Going line by line through the records below, count those with the word "SeqCst" and give only the count.

━━━━━━━━━━━━━━━━━━━━━━━━━━━━━━

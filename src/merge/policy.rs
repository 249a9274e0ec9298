//! The merge policy contract and the merge request types it produces.

use std::collections::{HashMap, HashSet};
use std::fmt;
use std::sync::Arc;
use std::sync::atomic::{AtomicU64, Ordering};
use std::time::{Duration, Instant};

use parking_lot::Mutex;

use crate::error::{Result, SluiceError};
use crate::index::catalog::SegmentCatalog;
use crate::index::segment::SegmentCommitInfo;
use crate::info_stream::{InfoStream, NoOutputInfoStream};
use crate::storage::rate_limit::MergeRateLimiter;

const BYTES_PER_MB: f64 = 1024.0 * 1024.0;

/// Convert an MB setting to bytes, clamping huge (or infinite) values to `i64::MAX`.
pub fn mb_to_bytes(name: &str, mb: f64) -> Result<u64> {
    if mb.is_nan() || mb < 0.0 {
        return Err(SluiceError::invalid_argument(format!(
            "{name} must be >= 0 (got {mb})"
        )));
    }
    let bytes = mb * BYTES_PER_MB;
    if bytes >= i64::MAX as f64 {
        Ok(i64::MAX as u64)
    } else {
        Ok(bytes as u64)
    }
}

/// Inverse of [`mb_to_bytes`] for getters and log lines.
pub fn bytes_to_mb(bytes: u64) -> f64 {
    bytes as f64 / BYTES_PER_MB
}

/// Why the merge policy is being consulted.
#[derive(Clone, Copy, Debug, PartialEq, Eq, Hash)]
pub enum MergeTrigger {
    /// A buffer was flushed into a new segment.
    SegmentFlush,
    /// All buffers were flushed (explicit flush or commit).
    FullFlush,
    /// The application asked for merges (`maybe_merge`, forced merges).
    Explicit,
    /// A merge finished; cascading merges may now be possible.
    MergeFinished,
    /// The writer is closing.
    Closing,
    /// A commit is about to be written.
    Commit,
}

/// Read-only view of writer state handed to merge policies.
pub trait MergeContext {
    /// Names of segments taking part in a pending or running merge.
    fn merging_segments(&self) -> &HashSet<String>;

    /// Deletes a merge of `info` would reclaim, including unwritten ones.
    fn num_deletes_to_merge(&self, info: &SegmentCommitInfo) -> u32;

    fn info_stream(&self) -> &dyn InfoStream;
}

/// A [`MergeContext`] assembled by hand; used outside a writer.
#[derive(Debug)]
pub struct SimpleMergeContext {
    merging: HashSet<String>,
    pending_deletes: HashMap<String, u32>,
    info_stream: Arc<dyn InfoStream>,
}
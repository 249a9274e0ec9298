//! Executors for the independent pieces of work inside one merge.
//!
//! A merge writes each data format (stored fields, postings, ...) separately,
//! so the writer hands the formats to an executor as a list of tasks. Small
//! merges always run their tasks on the merge thread. Large merges may borrow
//! idle threads from a shared rayon pool, but only while the number of busy
//! merge threads plus borrowed threads stays below the scheduler's
//! `max_thread_count`.

use std::fmt::Debug;
use std::sync::Arc;
use std::sync::atomic::{AtomicUsize, Ordering};

use crossbeam_channel::unbounded;
use rayon::{ThreadPool, ThreadPoolBuilder};

use crate::error::{Result, SluiceError};
use crate::merge::policy::OneMerge;

/// One unit of merge work; returns the files it wrote.
pub type MergeTask<'a> = Box<dyn FnOnce() -> Result<Vec<String>> + Send + 'a>;

/// Runs the tasks of one merge.
pub trait MergeExecutor: Send + Sync + Debug {
    /// Run every task and return all written files in task order.
    ///
    /// Every task runs even if an earlier one fails; the first error wins.
    fn execute<'a>(&self, merge: &OneMerge, tasks: Vec<MergeTask<'a>>) -> Result<Vec<String>>;
}

fn collect_results(results: Vec<Result<Vec<String>>>) -> Result<Vec<String>> {
    let mut files = Vec::new();
    let mut first_error = None;
    for result in results {
        match result {
            Ok(written) => files.extend(written),
            Err(error) => {
                first_error.get_or_insert(error);
            }
        }
    }
    match first_error {
        Some(error) => Err(error),
        None => Ok(files),
    }
}

/// Runs tasks one after the other on the calling thread.
#[derive(Debug, Default, Clone, Copy)]
pub struct SameThreadExecutor;

impl MergeExecutor for SameThreadExecutor {
    fn execute<'a>(&self, _merge: &OneMerge, tasks: Vec<MergeTask<'a>>) -> Result<Vec<String>> {
        collect_results(tasks.into_iter().map(|task| task()).collect())
    }
}

/// Thread accounting shared by a scheduler and its intra-merge executor.
#[derive(Debug)]
pub struct ThreadBudget {
    max_threads: AtomicUsize,
    merge_threads: AtomicUsize,
    intra_tasks: AtomicUsize,
}

impl ThreadBudget {
    pub fn new(max_threads: usize) -> Self {
        ThreadBudget {
            max_threads: AtomicUsize::new(max_threads),
            merge_threads: AtomicUsize::new(0),
            intra_tasks: AtomicUsize::new(0),
        }
    }

    pub fn set_max_threads(&self, max_threads: usize) {
        self.max_threads.store(max_threads, Ordering::SeqCst);
    }

    pub fn set_merge_threads(&self, merge_threads: usize) {
        self.merge_threads.store(merge_threads, Ordering::SeqCst);
    }

    pub fn intra_tasks(&self) -> usize {
        self.intra_tasks.load(Ordering::SeqCst)
    }

    /// Reserve a pool thread if the budget allows it.
    fn try_acquire(self: &Arc<Self>) -> Option<BudgetPermit> {
        let max = self.max_threads.load(Ordering::SeqCst);
        let merge_threads = self.merge_threads.load(Ordering::SeqCst);
        self.intra_tasks
            .fetch_update(Ordering::SeqCst, Ordering::SeqCst, |tasks| {
                (merge_threads + tasks < max).then_some(tasks + 1)
            })
            .ok()
            .map(|_| BudgetPermit {
                budget: Arc::clone(self),
            })
    }
}

/// Returns its pool thread to the budget when dropped.
struct BudgetPermit {
    budget: Arc<ThreadBudget>,
}

impl Drop for BudgetPermit {
    fn drop(&mut self) {
        self.budget.intra_tasks.fetch_sub(1, Ordering::SeqCst);
    }
}

/// Spreads the tasks of large merges over a rayon pool.
#[derive(Debug)]
pub struct IntraMergeExecutor {
    pool: ThreadPool,
    min_merge_bytes: u64,
    budget: Arc<ThreadBudget>,
}

impl IntraMergeExecutor {
    /// Merges smaller than `min_merge_bytes` run on the merge thread.
    pub fn new(pool_size: usize, min_merge_bytes: u64, budget: Arc<ThreadBudget>) -> Result<Self> {
        let pool = ThreadPoolBuilder::new()
            .num_threads(pool_size.max(1))
            .thread_name(|i| format!("sluice-intra-merge-{i}"))
            .build()
            .map_err(|e| SluiceError::other(format!("failed to create intra-merge pool: {e}")))?;
        Ok(IntraMergeExecutor {
            pool,
            min_merge_bytes,
            budget,
        })
    }

    pub fn budget(&self) -> &Arc<ThreadBudget> {
        &self.budget
    }
}

impl MergeExecutor for IntraMergeExecutor {
    fn execute<'a>(&self, merge: &OneMerge, tasks: Vec<MergeTask<'a>>) -> Result<Vec<String>> {
        if tasks.len() < 2 || merge.total_merge_bytes() < self.min_merge_bytes {
            return SameThreadExecutor.execute(merge, tasks);
        }

        let count = tasks.len();
        let (sender, receiver) = unbounded();
        self.pool.in_place_scope(|scope| {
            for (index, task) in tasks.into_iter().enumerate() {
                match self.budget.try_acquire() {
                    Some(permit) => {
                        let sender = sender.clone();
                        scope.spawn(move |_| {
                            let result = task();
                            drop(permit);
                            let _ = sender.send((index, result));
                        });
                    }
                    None => {
                        let _ = sender.send((index, task()));
                    }
                }
            }
        });
        drop(sender);

        let mut results: Vec<Option<Result<Vec<String>>>> = (0..count).map(|_| None).collect();
        for (index, result) in receiver {
            results[index] = Some(result);
        }
        collect_results(
            results
                .into_iter()
                .map(|r| r.unwrap_or_else(|| Err(SluiceError::other("intra-merge task vanished"))))
                .collect(),
        )
    }
}
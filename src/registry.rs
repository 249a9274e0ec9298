//! Explicit name → factory registries.
//!
//! Codecs and merge policies are looked up by name when a commit is loaded
//! or a configuration names them. Registries are populated at construction;
//! nothing is discovered implicitly.

use std::collections::BTreeMap;
use std::fmt;
use std::sync::Arc;

use crate::error::{Result, SluiceError};

type Factory<T> = Arc<dyn Fn() -> Arc<T> + Send + Sync>;

/// A map from names to factories producing shared `T` instances.
pub struct Registry<T: ?Sized> {
    kind: &'static str,
    factories: BTreeMap<String, Factory<T>>,
}

impl<T: ?Sized> Clone for Registry<T> {
    fn clone(&self) -> Self {
        Registry {
            kind: self.kind,
            factories: self.factories.clone(),
        }
    }
}

impl<T: ?Sized> fmt::Debug for Registry<T> {
    fn fmt(&self, f: &mut fmt::Formatter<'_>) -> fmt::Result {
        f.debug_struct("Registry")
            .field("kind", &self.kind)
            .field("names", &self.factories.keys().collect::<Vec<_>>())
            .finish()
    }
}

impl<T: ?Sized> Registry<T> {
    /// Create an empty registry; `kind` is used in error messages.
    pub fn new(kind: &'static str) -> Self {
        Registry {
            kind,
            factories: BTreeMap::new(),
        }
    }

    /// Register a factory. Registering a name twice is an error.
    pub fn register<F>(&mut self, name: &str, factory: F) -> Result<()>
    where
        F: Fn() -> Arc<T> + Send + Sync + 'static,
    {
        if self.factories.contains_key(name) {
            return Err(SluiceError::invalid_argument(format!(
                "{} '{name}' is already registered",
                self.kind
            )));
        }
        self.factories.insert(name.to_string(), Arc::new(factory));
        Ok(())
    }

    /// Builder-style [`register`](Self::register) for static tables.
    pub fn with<F>(mut self, name: &str, factory: F) -> Self
    where
        F: Fn() -> Arc<T> + Send + Sync + 'static,
    {
        self.factories.insert(name.to_string(), Arc::new(factory));
        self
    }

    /// Instantiate the entry registered under `name`.
    pub fn lookup(&self, name: &str) -> Result<Arc<T>> {
        self.factories
            .get(name)
            .map(|factory| factory())
            .ok_or_else(|| {
                SluiceError::invalid_argument(format!(
                    "unknown {} '{name}' (known: {})",
                    self.kind,
                    self.names().join(", ")
                ))
            })
    }

    /// Check if a name is registered.
    pub fn contains(&self, name: &str) -> bool {
        self.factories.contains_key(name)
    }

    /// Registered names in sorted order.
    pub fn names(&self) -> Vec<String> {
        self.factories.keys().cloned().collect()
    }
}

#[cfg(test)]
mod tests {
    use super::*;

    trait Greeter: Send + Sync {
        fn greet(&self) -> String;
    }

    struct Hello;

    impl Greeter for Hello {
        fn greet(&self) -> String {
            "hello".to_string()
        }
    }

    #[test]
    fn test_register_and_lookup() {
        let mut registry: Registry<dyn Greeter> = Registry::new("greeter");
        registry.register("hello", || Arc::new(Hello)).unwrap();

        assert!(registry.contains("hello"));
        assert_eq!(registry.lookup("hello").unwrap().greet(), "hello");
        assert!(registry.register("hello", || Arc::new(Hello)).is_err());
    }

    #[test]
    fn test_unknown_name_lists_known_names() {
        let registry: Registry<dyn Greeter> =
            Registry::<dyn Greeter>::new("greeter").with("hello", || Arc::new(Hello));
        let err = registry.lookup("bonjour").err().unwrap();
        assert!(err.to_string().contains("unknown greeter 'bonjour'"));
        assert!(err.to_string().contains("hello"));
    }
}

━━━━━━━━━━━━━━━━━━━━━━━━━━━━━━

RESPONSE: 7